Tuesday, September 29, 2009 at 7:30pm
Peter Gidal, 16mm, 1983, 70 mins
"After three years this film attempts yet again to deal with the problematising of filmic representation in sound and image: the overt politically-polemical soundtrack from Nicaragua must not synchronise with nor must it find an entirely separable continuum of reality away from the image sequences. Without avoiding the interrogation of narrative/anti-narrative cinematic structures (the way the images and the sounds at times hold/do not hold, or the way they attempt to force a position contradictory to any (imaginary) represented homogeneity of constructed space, time, ego, language, film) an attempted materialist use of sound and image must at the same time be an anti-individualist work.
Subjectivities of sound and image, sometimes producing contradiction (between the two, and within each) must be in constant process with/against the political polemic(s): the film can not allow for a final exclusion of either. What is intended is neither some pure formal dialectic. The viewer's attempts via her/his/the cultural context of meaning making (political/sexual/narrative) are worked against by this film's process (or should be).

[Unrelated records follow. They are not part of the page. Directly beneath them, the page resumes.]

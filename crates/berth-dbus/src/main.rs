use berth_core::{install_signal_handler, Agent, AgentConfig};
use berth_runtime::{check_lxc_prereqs, format_missing};
use clap::Parser;
use std::path::PathBuf;
use std::process::ExitCode;
use std::sync::Arc;
use tracing::{error, info, warn};

#[derive(Parser)]
#[command(name = "berth-agent", version, about = "Container agent for sandboxed applications")]
struct Cli {
    /// Agent configuration file (TOML).
    #[arg(short, long)]
    config: Option<PathBuf>,

    /// Directory holding per-container scaffolding.
    #[arg(long)]
    container_root: Option<PathBuf>,

    /// Container backend: lxc or mock.
    #[arg(long)]
    backend: Option<String>,

    /// Serve on the session bus instead of the system bus.
    #[arg(long)]
    session: bool,

    /// Leave containers running when the agent stops.
    #[arg(long)]
    keep_containers_alive: bool,

    #[arg(short, long)]
    verbose: bool,
}

impl Cli {
    fn load_config(&self) -> Result<AgentConfig, berth_core::CoreError> {
        let mut config = match &self.config {
            Some(path) => AgentConfig::load(path)?,
            None => AgentConfig::default(),
        };
        if let Some(root) = &self.container_root {
            config.container_root.clone_from(root);
        }
        if let Some(backend) = &self.backend {
            config.backend.clone_from(backend);
        }
        config.use_session_bus |= self.session;
        config.keep_containers_alive |= self.keep_containers_alive;
        config.validate()?;
        Ok(config)
    }
}

async fn run(cli: Cli) -> Result<(), Box<dyn std::error::Error>> {
    let config = cli.load_config()?;
    info!(
        "berth-agent starting, container root: {}",
        config.container_root.display()
    );

    if config.backend == "lxc" {
        let missing = check_lxc_prereqs(&config.dbus_proxy);
        if !missing.is_empty() {
            warn!("{}", format_missing(&missing));
        }
    }

    install_signal_handler();
    let agent = tokio::task::spawn_blocking(move || Agent::new(config)).await??;
    berth_dbus::run_service(Arc::new(agent)).await?;
    Ok(())
}

#[tokio::main(flavor = "current_thread")]
async fn main() -> ExitCode {
    let cli = Cli::parse();
    let default_level = if cli.verbose { "debug" } else { "info" };
    tracing_subscriber::fmt()
        .with_env_filter(
            tracing_subscriber::EnvFilter::try_from_env("BERTH_LOG")
                .unwrap_or_else(|_| tracing_subscriber::EnvFilter::new(default_level)),
        )
        .with_target(false)
        .without_time()
        .init();

    match run(cli).await {
        Ok(()) => ExitCode::SUCCESS,
        Err(e) => {
            error!("{e}");
            ExitCode::FAILURE
        }
    }
}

The work against the capitalist patriarchal position of narrative, in other words, is (still, and in specificity) the main interest." - Peter Gidal
"In this context, Close Up is a provocative and potentially dangerous pulling together of two opposing aspects of film form - namely, a 'documentartist' soundtrack comprising interview material with Nicaraguan revolutionaries on the subject of art, propaganda and imperialism, and an image track of much beauty, veering toward the abstract as the camera moves ceaselessly over the objects in the a room, or those represented in the 17 blown up photographs." - Michael O'Pray
Born in 1946. Gidal studied theatre, psychology and literature at Brandeis University, Massachussets, 1964-68, and the University of Munich from 1966-7. He studied at the Royal College of Art from 1968-71 where he went on to teach Advanced Film Studies until 1984. He was an active member of the London Film-makers' Co-operative since 1969, and Cinema Programmer there from 1971-4. Co-founder of the Independent Film-makers' Association, 1975, he served as a member of the British Film Institute Production Board, 1978-81.
His films have been screened nationally and internationally, including the Tate Gallery, the Hayward Gallery, and yearly since 1969 at the Edinburgh Film Festival and the National Film Theatre. Gidal has had retrospectives of his films at the Institute of Contemporary Arts in 1983, Centre George Pompidou, Beaubourg, Paris, 1996, amongst others. International screenings include several each at the Museum of Modern Art, New York, the Royal Belgium Film Archive and Cinematheque, Documenta, Arte Inglesi Oggi, X-Screen, etc. He is the recipient of the Prix de la Recherche, Toulon 1974.
Gidal is renowned as a writer and theorist, in particular for his highly influential publication Structural Film Anthology (BFI 1976), other books include Andy Warhol: Films and Paintings (Studio Vista, 1971, Da Capo NY reprint. 1991) and Materialist Film (Routledge, 1988). Gidal's writings have been published extensively in journals including Studio International, Screen, October and Undercut. He is also known for his research and writings on Samuel Beckett, including Understanding Beckett: Monologue and Gesture (Macmillan, 1986).